Il cuore di tutta la questione dell’immigrazione e dei conflitti che hanno caratterizzato la storia di questo paese di questi ultimi anni si trova, infatti, proprio qui: il rapporto tra classe e nazione. E’ solo l’antagonismo fra le classi che può riportare ordine nel disorientamento in cui ormai il conflitto sociale in Italia, per quel poco, si sviluppa. E’ solo l’antagonismo delle classi che può sopprimere quello tra le nazioni, tra lavoratori già inseriti nel processo produttivo, e quelli di recente inserimento che vivono situazioni di lavoro insostenibili. Comprendere che spezzare questo circolo vizioso della frammentazione e della divisione delle condizioni di vita interne alla classe (circolo che va dalla “clandestinizzazione” alla moltiplicazione delle figure contrattuali passando per la precarizzazione generalizzata) ci può dire molto di più che agitare incomprensibili – se non alla parte sbagliata – spettri di un’imprenditoria illuminata desiderosa di dispensare permessi di soggiorno urbi et orbi. Come se qualsiasi conquista, anche dal punto di vista formale, fosse regalata. Ed è proprio il contrario, invece: gli imprenditori agricoli, come ha dichiarato il presidente di una delle più grandi confederazioni agricole ieri sul Corsera (il presidente di Confagricoltura Massimiliano Giansanti), vogliono lavorare con “chi già conoscono”, ovvero con i lavoratori più produttivi, ed è per questo che si stanno organizzando con voli diretti per prelevare manodopera “già collaudata” e, in assenza di “corridoi verdi” dalla Romania e possibilità di chiedere ulteriori straordinari ai lavoratori già contrattualizzati, guardano alla misura di regolarizzazione dei clandestini come ad una extrema ratio plausibile. Quindi nè pietà umanitaria nè foga di contrattualizzazione, ma misura necessaria alla tutela della produzione.

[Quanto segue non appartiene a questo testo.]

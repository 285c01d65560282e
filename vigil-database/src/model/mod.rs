pub mod guild_config;
pub mod snowflake;
pub mod verification;

pub use guild_config::{
    DEFAULT_MAX_WARNS, GuildConfig, GuildConfigUpdate, GuildSettings, GuildStats, WarnMap,
    WarnTally, Warning,
};
pub use snowflake::{InvalidSnowflake, Snowflake};
pub use verification::{VerificationLogEntry, VerificationRecord};
use poise::serenity_prelude as serenity;
use tracing::{info, warn};
use vigil_database::model::{GuildConfigUpdate, VerificationRecord};

use super::{
    UNVERIFIED_ROLE_COLOUR, VERIFIED_ROLE_COLOUR, VerificationError, Verifier,
    restrict_unverified, verify_channel_overwrites,
};
use crate::gateway::{ChannelSummary, RoleSummary};
use crate::ids::ToSnowflake;

const SETUP_REASON: &str = "Verification system setup";

#[derive(Clone, Debug, PartialEq, Eq)]
pub struct SetupReport {
    pub verified_role: serenity::RoleId,
    pub unverified_role: serenity::RoleId,
    pub verify_channel: serenity::ChannelId,
    /// Names of roles that had to be created.
    pub created_roles: Vec<String>,
    pub created_channel: bool,
    pub restricted_channels: usize,
    pub skipped_channels: usize,
}

impl Verifier<'_> {
    /// Bring the guild to the configured state. Safe to re-run; lookups are
    /// by name and the channel sweep is repeated in full every time.
    pub async fn setup(&self, guild_id: serenity::GuildId) -> Result<SetupReport, VerificationError> {
        let roles = self.gateway.roles(guild_id).await?;
        let mut created_roles = Vec::new();

        let unverified_role = self
            .ensure_role(
                guild_id,
                &roles,
                &self.settings.unverified_role_name,
                UNVERIFIED_ROLE_COLOUR,
                &mut created_roles,
            )
            .await?;
        let verified_role = self
            .ensure_role(
                guild_id,
                &roles,
                &self.settings.verified_role_name,
                VERIFIED_ROLE_COLOUR,
                &mut created_roles,
            )
            .await?;

        let mut channels = self.gateway.channels(guild_id).await?;
        let existing = find_text_channel(&channels, &self.settings.verify_channel_name);

        let (verify_channel, created_channel) = match existing {
            Some(channel) => (channel, false),
            None => {
                let category = self
                    .gateway
                    .create_category(guild_id, &self.settings.verify_category_name, SETUP_REASON)
                    .await?;
                let overwrites = verify_channel_overwrites(
                    guild_id,
                    unverified_role,
                    verified_role,
                    self.gateway.bot_id(),
                );
                let channel = self
                    .gateway
                    .create_text_channel(
                        guild_id,
                        &self.settings.verify_channel_name,
                        category.id,
                        overwrites,
                        SETUP_REASON,
                    )
                    .await?;
                channels = self.gateway.channels(guild_id).await?;
                (channel.id, true)
            }
        };

        let (restricted_channels, skipped_channels) = self
            .restrict_channels(&channels, verify_channel, unverified_role)
            .await;

        let record = VerificationRecord {
            enabled: true,
            verified_role_id: verified_role.to_snowflake(),
            unverified_role_id: unverified_role.to_snowflake(),
            verify_channel_id: verify_channel.to_snowflake(),
        };
        self.store
            .save(guild_id.to_snowflake(), GuildConfigUpdate::verification(record))
            .await?;

        info!(
            guild_id = guild_id.get(),
            verify_channel = verify_channel.get(),
            created_roles = created_roles.len(),
            created_channel,
            restricted_channels,
            skipped_channels,
            "verification configured"
        );

        Ok(SetupReport {
            verified_role,
            unverified_role,
            verify_channel,
            created_roles,
            created_channel,
            restricted_channels,
            skipped_channels,
        })
    }

    async fn ensure_role(
        &self,
        guild_id: serenity::GuildId,
        roles: &[RoleSummary],
        name: &str,
        colour: u32,
        created: &mut Vec<String>,
    ) -> Result<serenity::RoleId, VerificationError> {
        if let Some(role) = roles.iter().find(|role| role.name == name) {
            return Ok(role.id);
        }

        let role = self
            .gateway
            .create_role(guild_id, name, colour, SETUP_REASON)
            .await?;
        created.push(role.name);
        Ok(role.id)
    }

    /// Best-effort: a channel the bot cannot edit is counted and skipped.
    async fn restrict_channels(
        &self,
        channels: &[ChannelSummary],
        verify_channel: serenity::ChannelId,
        unverified_role: serenity::RoleId,
    ) -> (usize, usize) {
        let mut restricted = 0;
        let mut skipped = 0;

        for channel in channels {
            if channel.id == verify_channel || channel.name == self.settings.verify_channel_name {
                continue;
            }

            match self
                .gateway
                .set_overwrite(channel.id, restrict_unverified(unverified_role))
                .await
            {
                Ok(()) => restricted += 1,
                Err(source) => {
                    warn!(
                        ?source,
                        channel_id = channel.id.get(),
                        "could not restrict channel for unverified members"
                    );
                    skipped += 1;
                }
            }
        }

        (restricted, skipped)
    }
}

fn find_text_channel(channels: &[ChannelSummary], name: &str) -> Option<serenity::ChannelId> {
    channels
        .iter()
        .find(|channel| channel.kind == serenity::ChannelType::Text && channel.name == name)
        .map(|channel| channel.id)
}
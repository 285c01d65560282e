//! Seams between the policy layer and the chat platform.

use async_trait::async_trait;
use poise::serenity_prelude as serenity;
use thiserror::Error;

const MISSING_PERMISSIONS_CODE: isize = 50013;

#[derive(Debug, Error)]
pub enum GatewayError {
    #[error("the bot is missing permissions for this request")]
    MissingPermissions,
    #[error("the requested resource was not found")]
    NotFound,
    #[error("platform request failed: {0}")]
    Request(#[source] Box<serenity::Error>),
}

impl From<serenity::Error> for GatewayError {
    fn from(source: serenity::Error) -> Self {
        match &source {
            serenity::Error::Http(serenity::HttpError::UnsuccessfulRequest(response))
                if response.status_code.as_u16() == 403
                    || response.error.code == MISSING_PERMISSIONS_CODE =>
            {
                Self::MissingPermissions
            }
            serenity::Error::Http(serenity::HttpError::UnsuccessfulRequest(response))
                if response.status_code.as_u16() == 404 =>
            {
                Self::NotFound
            }
            _ => Self::Request(Box::new(source)),
        }
    }
}

#[derive(Clone, Debug, PartialEq, Eq)]
pub struct RoleSummary {
    pub id: serenity::RoleId,
    pub name: String,
}

#[derive(Clone, Debug, PartialEq, Eq)]
pub struct ChannelSummary {
    pub id: serenity::ChannelId,
    pub name: String,
    pub kind: serenity::ChannelType,
}

#[async_trait]
pub trait ModerationGateway: Send + Sync {
    async fn ban(
        &self,
        guild_id: serenity::GuildId,
        user_id: serenity::UserId,
        reason: &str,
    ) -> Result<(), GatewayError>;

    async fn kick(
        &self,
        guild_id: serenity::GuildId,
        user_id: serenity::UserId,
        reason: &str,
    ) -> Result<(), GatewayError>;

    /// Fails with [`GatewayError::NotFound`] when the user is not banned.
    async fn unban(
        &self,
        guild_id: serenity::GuildId,
        user_id: serenity::UserId,
    ) -> Result<(), GatewayError>;
}

#[async_trait]
pub trait VerificationGateway: Send + Sync {
    fn bot_id(&self) -> serenity::UserId;

    async fn roles(&self, guild_id: serenity::GuildId) -> Result<Vec<RoleSummary>, GatewayError>;

    async fn create_role(
        &self,
        guild_id: serenity::GuildId,
        name: &str,
        colour: u32,
        reason: &str,
    ) -> Result<RoleSummary, GatewayError>;

    async fn channels(
        &self,
        guild_id: serenity::GuildId,
    ) -> Result<Vec<ChannelSummary>, GatewayError>;

    async fn create_category(
        &self,
        guild_id: serenity::GuildId,
        name: &str,
        reason: &str,
    ) -> Result<ChannelSummary, GatewayError>;

    async fn create_text_channel(
        &self,
        guild_id: serenity::GuildId,
        name: &str,
        parent: serenity::ChannelId,
        overwrites: Vec<serenity::PermissionOverwrite>,
        reason: &str,
    ) -> Result<ChannelSummary, GatewayError>;

    async fn set_overwrite(
        &self,
        channel_id: serenity::ChannelId,
        overwrite: serenity::PermissionOverwrite,
    ) -> Result<(), GatewayError>;

    async fn member_roles(
        &self,
        guild_id: serenity::GuildId,
        user_id: serenity::UserId,
    ) -> Result<Vec<serenity::RoleId>, GatewayError>;

    async fn add_role(
        &self,
        guild_id: serenity::GuildId,
        user_id: serenity::UserId,
        role_id: serenity::RoleId,
        reason: &str,
    ) -> Result<(), GatewayError>;

    async fn remove_role(
        &self,
        guild_id: serenity::GuildId,
        user_id: serenity::UserId,
        role_id: serenity::RoleId,
        reason: &str,
    ) -> Result<(), GatewayError>;

    /// Tell the member privately that they were verified.
    async fn notify_verified(
        &self,
        guild_id: serenity::GuildId,
        user_id: serenity::UserId,
    ) -> Result<(), GatewayError>;
}
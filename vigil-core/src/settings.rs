use anyhow::{Context as _, bail};
use poise::serenity_prelude as serenity;
use vigil_database::model::{DEFAULT_MAX_WARNS, GuildSettings};

pub const DEFAULT_WEBSITE_URL: &str = "http://localhost:3000";

/// Process-wide bot settings, read once at startup.
#[derive(Clone, Debug, PartialEq, Eq)]
pub struct BotSettings {
    pub website_url: String,
    pub default_max_warns: u32,
    pub verified_role_name: String,
    pub unverified_role_name: String,
    pub verify_channel_name: String,
    pub verify_category_name: String,
}

impl Default for BotSettings {
    fn default() -> Self {
        Self {
            website_url: DEFAULT_WEBSITE_URL.to_owned(),
            default_max_warns: DEFAULT_MAX_WARNS,
            verified_role_name: "Verified".to_owned(),
            unverified_role_name: "Unverified".to_owned(),
            verify_channel_name: "verify".to_owned(),
            verify_category_name: "VERIFICATION".to_owned(),
        }
    }
}

impl BotSettings {
    pub fn from_env() -> anyhow::Result<Self> {
        Self::from_lookup(|key| std::env::var(key).ok())
    }

    /// Build settings from any key lookup, falling back to defaults for
    /// unset or blank keys.
    pub fn from_lookup<F>(lookup: F) -> anyhow::Result<Self>
    where
        F: Fn(&str) -> Option<String>,
    {
        let value = |key: &str| {
            lookup(key)
                .map(|raw| raw.trim().to_owned())
                .filter(|raw| !raw.is_empty())
        };
        let defaults = Self::default();

        let default_max_warns = match value("MAX_WARNS") {
            Some(raw) => raw
                .parse::<u32>()
                .with_context(|| format!("MAX_WARNS must be a positive integer, got `{raw}`"))?,
            None => defaults.default_max_warns,
        };
        if default_max_warns == 0 {
            bail!("MAX_WARNS must be at least 1");
        }

        Ok(Self {
            website_url: value("WEBSITE_URL").unwrap_or(defaults.website_url),
            default_max_warns,
            verified_role_name: value("VERIFIED_ROLE_NAME").unwrap_or(defaults.verified_role_name),
            unverified_role_name: value("UNVERIFIED_ROLE_NAME")
                .unwrap_or(defaults.unverified_role_name),
            verify_channel_name: value("VERIFY_CHANNEL_NAME")
                .unwrap_or(defaults.verify_channel_name),
            verify_category_name: value("VERIFY_CATEGORY_NAME")
                .unwrap_or(defaults.verify_category_name),
        })
    }

    /// Settings stamped onto newly created guild documents.
    pub fn guild_defaults(&self) -> GuildSettings {
        GuildSettings {
            max_warns: self.default_max_warns,
        }
    }

    pub fn verification_url(&self, guild_id: serenity::GuildId) -> String {
        format!(
            "{}/verify?guild={}",
            self.website_url.trim_end_matches('/'),
            guild_id
        )
    }
}
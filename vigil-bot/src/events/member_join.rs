use poise::serenity_prelude as serenity;
use tracing::{debug, error, warn};

use vigil_commands::gateway::SerenityGateway;
use vigil_core::verification::{JoinOutcome, VerificationError, Verifier};
use vigil_core::{Data, Error};

/// Hand new members the unverified role. Failures are logged and never
/// reach the framework.
pub async fn handle_member_join(
    ctx: &serenity::Context,
    framework: poise::FrameworkContext<'_, Data, Error>,
    data: &Data,
    member: &serenity::Member,
) {
    let gateway = SerenityGateway::new(ctx.http.clone(), framework.bot_id);
    let verifier = Verifier::new(data.store.as_ref(), &gateway, &data.settings);

    match verifier.on_member_join(member.guild_id, member.user.id).await {
        Ok(JoinOutcome::Skipped) => {
            debug!(guild_id = member.guild_id.get(), "verification disabled; join ignored");
        }
        Ok(JoinOutcome::RoleMissing | JoinOutcome::Assigned(_)) => {}
        Err(VerificationError::BotMissingPermissions) => {
            warn!(
                guild_id = member.guild_id.get(),
                user_id = member.user.id.get(),
                "cannot assign unverified role: bot is missing permissions"
            );
        }
        Err(source) => {
            error!(
                ?source,
                guild_id = member.guild_id.get(),
                user_id = member.user.id.get(),
                "failed to handle member join"
            );
        }
    }
}
use std::time::Duration;

use poise::serenity_prelude as serenity;
use tracing::debug;

use crate::embed::build_paginated_embed;

pub const PAGINATION_TIMEOUT_SECS: u64 = 60 * 3;

struct PageButtons {
    prev: String,
    next: String,
}

impl PageButtons {
    fn for_invocation(invocation_id: u64) -> Self {
        Self {
            prev: format!("{invocation_id}_prev"),
            next: format!("{invocation_id}_next"),
        }
    }

    fn row(&self, current_page: usize, total_pages: usize) -> Vec<serenity::CreateActionRow> {
        vec![serenity::CreateActionRow::Buttons(vec![
            serenity::CreateButton::new(&self.prev)
                .label("Prev")
                .disabled(current_page == 0)
                .style(serenity::ButtonStyle::Secondary),
            serenity::CreateButton::new(&self.next)
                .label("Next")
                .disabled(current_page + 1 >= total_pages)
                .style(serenity::ButtonStyle::Secondary),
        ])]
    }
}

/// Send `pages` as one embed with Prev/Next buttons that only the invoker
/// can press, opening on the 1-based `start_page`. Buttons are removed once
/// the collector times out.
pub async fn paginate_embed_pages<U, E>(
    ctx: poise::Context<'_, U, E>,
    title: &str,
    pages: &[String],
    start_page: usize,
    ephemeral: bool,
) -> Result<(), serenity::Error>
where
    U: Send + Sync,
    E: Send + Sync,
{
    if pages.is_empty() {
        return Ok(());
    }

    let total_pages = pages.len();
    let mut current_page = start_page.clamp(1, total_pages) - 1;
    let render = |page: usize| build_paginated_embed(title, pages[page].clone(), page + 1, total_pages);

    if total_pages == 1 {
        ctx.send(
            poise::CreateReply::default()
                .embed(render(current_page))
                .ephemeral(ephemeral),
        )
        .await?;
        return Ok(());
    }

    let buttons = PageButtons::for_invocation(ctx.id());
    let reply = ctx
        .send(
            poise::CreateReply::default()
                .embed(render(current_page))
                .components(buttons.row(current_page, total_pages))
                .ephemeral(ephemeral),
        )
        .await?;
    let message_id = reply.message().await?.id;

    while let Some(press) = serenity::collector::ComponentInteractionCollector::new(ctx)
        .filter({
            let author_id = ctx.author().id;
            let (prev, next) = (buttons.prev.clone(), buttons.next.clone());
            move |interaction| {
                interaction.user.id == author_id
                    && interaction.message.id == message_id
                    && (interaction.data.custom_id == prev || interaction.data.custom_id == next)
            }
        })
        .timeout(Duration::from_secs(PAGINATION_TIMEOUT_SECS))
        .await
    {
        if press.data.custom_id == buttons.next {
            current_page = (current_page + 1).min(total_pages - 1);
        } else {
            current_page = current_page.saturating_sub(1);
        }

        press
            .create_response(
                ctx.http(),
                serenity::CreateInteractionResponse::UpdateMessage(
                    serenity::CreateInteractionResponseMessage::new()
                        .embed(render(current_page))
                        .components(buttons.row(current_page, total_pages)),
                ),
            )
            .await?;
    }

    if let Err(source) = reply
        .edit(
            ctx,
            poise::CreateReply::default()
                .embed(render(current_page))
                .components(vec![]),
        )
        .await
    {
        debug!(?source, "failed to strip pagination buttons");
    }

    Ok(())
}
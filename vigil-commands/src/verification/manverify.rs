use poise::serenity_prelude as serenity;

use crate::CommandMeta;
use crate::gateway::SerenityGateway;
use crate::replies::{guild_only_message, require_permission};
use crate::verification::embeds::manually_verified_embed;
use crate::verification::report_verification_error;
use vigil_core::verification::Verifier;
use vigil_core::{Context, Error};

pub const META: CommandMeta = CommandMeta {
    name: "manverify",
    desc: "Manually verify a member, bypassing the website check.",
    category: "verification",
    usage: "/manverify <user>",
};

#[poise::command(
    slash_command,
    category = "Verification",
    default_member_permissions = "ADMINISTRATOR"
)]
pub async fn manverify(
    ctx: Context<'_>,
    #[description = "The user to manually verify"] user: serenity::Member,
) -> Result<(), Error> {
    let Some(guild_id) = ctx.guild_id() else {
        ctx.say(guild_only_message()).await?;
        return Ok(());
    };

    if !require_permission(ctx, guild_id, serenity::Permissions::ADMINISTRATOR).await? {
        return Ok(());
    }

    let data = ctx.data();
    let gateway = SerenityGateway::from_context(ctx);
    let verifier = Verifier::new(data.store.as_ref(), &gateway, &data.settings);

    match verifier
        .manual_verify(guild_id, user.user.id, ctx.author().id)
        .await
    {
        Ok(_) => {
            ctx.send(
                poise::CreateReply::default()
                    .embed(manually_verified_embed(&user.user, ctx.author().id)),
            )
            .await?;
            Ok(())
        }
        Err(source) => report_verification_error(ctx, source).await,
    }
}
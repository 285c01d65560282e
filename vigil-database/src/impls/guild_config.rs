use anyhow::Context as _;
use sqlx::types::Json;
use tracing::warn;

use crate::cache::{CONFIG_CACHE_TTL, invalidate_verification, verification_key};
use crate::database::Database;
use crate::model::{
    GuildConfig, GuildConfigUpdate, GuildSettings, Snowflake, VerificationRecord, WarnMap,
    WarnTally, Warning,
};

#[derive(sqlx::FromRow)]
struct GuildConfigRow {
    guild_id: i64,
    warns: Json<WarnMap>,
    settings: Json<GuildSettings>,
    verification: Option<Json<VerificationRecord>>,
}

impl TryFrom<GuildConfigRow> for GuildConfig {
    type Error = anyhow::Error;

    fn try_from(row: GuildConfigRow) -> anyhow::Result<Self> {
        Ok(Self {
            guild_id: Snowflake::try_from(row.guild_id).context("guild_id row out of range")?,
            warns: row.warns.0,
            settings: row.settings.0,
            verification: row.verification.map(|Json(record)| record),
        })
    }
}

pub(crate) fn id_to_i64(id: Snowflake, label: &'static str) -> anyhow::Result<i64> {
    i64::try_from(id).with_context(|| format!("{label} out of i64 range"))
}

pub async fn find_guild_config(
    db: &Database,
    guild_id: Snowflake,
) -> anyhow::Result<Option<GuildConfig>> {
    let guild_id_i64 = id_to_i64(guild_id, "guild_id")?;

    let row: Option<GuildConfigRow> = sqlx::query_as(
        "SELECT guild_id, warns, settings, verification FROM guild_configs WHERE guild_id = $1",
    )
    .bind(guild_id_i64)
    .fetch_optional(db.pool())
    .await?;

    row.map(GuildConfig::try_from).transpose()
}

/// Fetch the guild document, inserting the default one first when missing.
pub async fn load_guild_config(db: &Database, guild_id: Snowflake) -> anyhow::Result<GuildConfig> {
    let guild_id_i64 = id_to_i64(guild_id, "guild_id")?;

    sqlx::query(
        "INSERT INTO guild_configs (guild_id, settings) VALUES ($1, $2)
         ON CONFLICT (guild_id) DO NOTHING",
    )
    .bind(guild_id_i64)
    .bind(Json(db.defaults()))
    .execute(db.pool())
    .await?;

    find_guild_config(db, guild_id)
        .await?
        .with_context(|| format!("guild config {guild_id} missing after insert"))
}

pub async fn save_guild_config(
    db: &Database,
    guild_id: Snowflake,
    update: GuildConfigUpdate,
) -> anyhow::Result<()> {
    let guild_id_i64 = id_to_i64(guild_id, "guild_id")?;
    let touches_verification = update.verification.is_some();

    sqlx::query(
        "INSERT INTO guild_configs (guild_id, warns, settings, verification)
         VALUES ($1, COALESCE($2, '{}'::jsonb), COALESCE($3, $5), $4)
         ON CONFLICT (guild_id) DO UPDATE SET
             warns = COALESCE($2, guild_configs.warns),
             settings = COALESCE($3, guild_configs.settings),
             verification = COALESCE($4, guild_configs.verification),
             updated_at = NOW()",
    )
    .bind(guild_id_i64)
    .bind(update.warns.map(Json))
    .bind(update.settings.map(Json))
    .bind(update.verification.map(Json))
    .bind(Json(db.defaults()))
    .execute(db.pool())
    .await?;

    // The row is already committed; a stale cache entry expires with its TTL.
    if touches_verification {
        if let Err(e) = invalidate_verification(db.cache(), guild_id).await {
            warn!(
                ?e,
                guild_id = guild_id.get(),
                "cache invalidation failed after saving verification"
            );
        }
    }

    Ok(())
}

/// Append a warning in a single statement so concurrent warns never drop each other.
pub async fn append_warning(
    db: &Database,
    guild_id: Snowflake,
    user_id: Snowflake,
    warning: &Warning,
) -> anyhow::Result<WarnTally> {
    let guild_id_i64 = id_to_i64(guild_id, "guild_id")?;

    let (count, settings): (i32, Json<GuildSettings>) = sqlx::query_as(
        "INSERT INTO guild_configs (guild_id, warns, settings)
         VALUES ($1, jsonb_build_object($2::text, jsonb_build_array($3::jsonb)), $4)
         ON CONFLICT (guild_id) DO UPDATE SET
             warns = jsonb_set(
                 guild_configs.warns,
                 ARRAY[$2::text],
                 COALESCE(guild_configs.warns -> $2::text, '[]'::jsonb) || jsonb_build_array($3::jsonb)
             ),
             updated_at = NOW()
         RETURNING jsonb_array_length(warns -> $2::text), settings",
    )
    .bind(guild_id_i64)
    .bind(user_id.to_string())
    .bind(Json(warning))
    .bind(Json(db.defaults()))
    .fetch_one(db.pool())
    .await?;

    Ok(WarnTally {
        count: usize::try_from(count).context("warn count out of usize range")?,
        max_warns: settings.0.max_warns,
    })
}

/// Reset a user's warnings under a row lock, returning the previous count.
pub async fn take_warnings(
    db: &Database,
    guild_id: Snowflake,
    user_id: Snowflake,
) -> anyhow::Result<usize> {
    let guild_id_i64 = id_to_i64(guild_id, "guild_id")?;
    let user_key = user_id.to_string();

    let mut tx = db.pool().begin().await?;

    sqlx::query(
        "INSERT INTO guild_configs (guild_id, settings) VALUES ($1, $2)
         ON CONFLICT (guild_id) DO NOTHING",
    )
    .bind(guild_id_i64)
    .bind(Json(db.defaults()))
    .execute(&mut *tx)
    .await?;

    let previous: i32 = sqlx::query_scalar(
        "SELECT COALESCE(jsonb_array_length(warns -> $2::text), 0)
         FROM guild_configs WHERE guild_id = $1 FOR UPDATE",
    )
    .bind(guild_id_i64)
    .bind(&user_key)
    .fetch_one(&mut *tx)
    .await?;

    if previous > 0 {
        sqlx::query(
            "UPDATE guild_configs
             SET warns = jsonb_set(warns, ARRAY[$2::text], '[]'::jsonb), updated_at = NOW()
             WHERE guild_id = $1",
        )
        .bind(guild_id_i64)
        .bind(&user_key)
        .execute(&mut *tx)
        .await?;
    }

    tx.commit().await?;

    usize::try_from(previous).context("warn count out of usize range")
}

pub async fn find_verification(
    db: &Database,
    guild_id: Snowflake,
) -> anyhow::Result<Option<VerificationRecord>> {
    let cache_key = verification_key(db.cache(), guild_id);
    db.cache()
        .get_or_load_json(&cache_key, CONFIG_CACHE_TTL, || async {
            let guild_id_i64 = id_to_i64(guild_id, "guild_id")?;

            let record: Option<Json<VerificationRecord>> =
                sqlx::query_scalar("SELECT verification FROM guild_configs WHERE guild_id = $1")
                    .bind(guild_id_i64)
                    .fetch_optional(db.pool())
                    .await?
                    .flatten();

            Ok(record.map(|Json(record)| record))
        })
        .await
}

/// Sum of live warnings and the number of users holding at least one.
pub async fn warning_totals(db: &Database, guild_id: Snowflake) -> anyhow::Result<(u64, u64)> {
    let guild_id_i64 = id_to_i64(guild_id, "guild_id")?;

    let (total, users): (i64, i64) = sqlx::query_as(
        "SELECT
             COALESCE(SUM(jsonb_array_length(entry.value)), 0)::BIGINT,
             COUNT(*) FILTER (WHERE jsonb_array_length(entry.value) > 0)
         FROM guild_configs, jsonb_each(guild_configs.warns) AS entry
         WHERE guild_configs.guild_id = $1",
    )
    .bind(guild_id_i64)
    .fetch_one(db.pool())
    .await?;

    Ok((
        u64::try_from(total).context("warning total out of u64 range")?,
        u64::try_from(users).context("warned user count out of u64 range")?,
    ))
}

Eppure a quella fetta di lavoratori sulla carta inesistenti, la possibilità di essere parificati agli altri che pure vivono condizioni di sfruttamento e subordinazione – che dovrebbe essere attuata con misure effettive e non con la ridicola marchetta proposta dalla Bellanova – equivale a ridurre la propria ricattabilità. La fuoriuscita di una fetta del proletariato dal completo anonimato, insomma, il suo costituirsi in classe nazionale è la precondizione del prodursi di un effettivo conflitto di classe. E magari della formazione di una nuova generazione d’avanguardie operaie come l’esempio della logistica ci ha limpidamente dimostrato.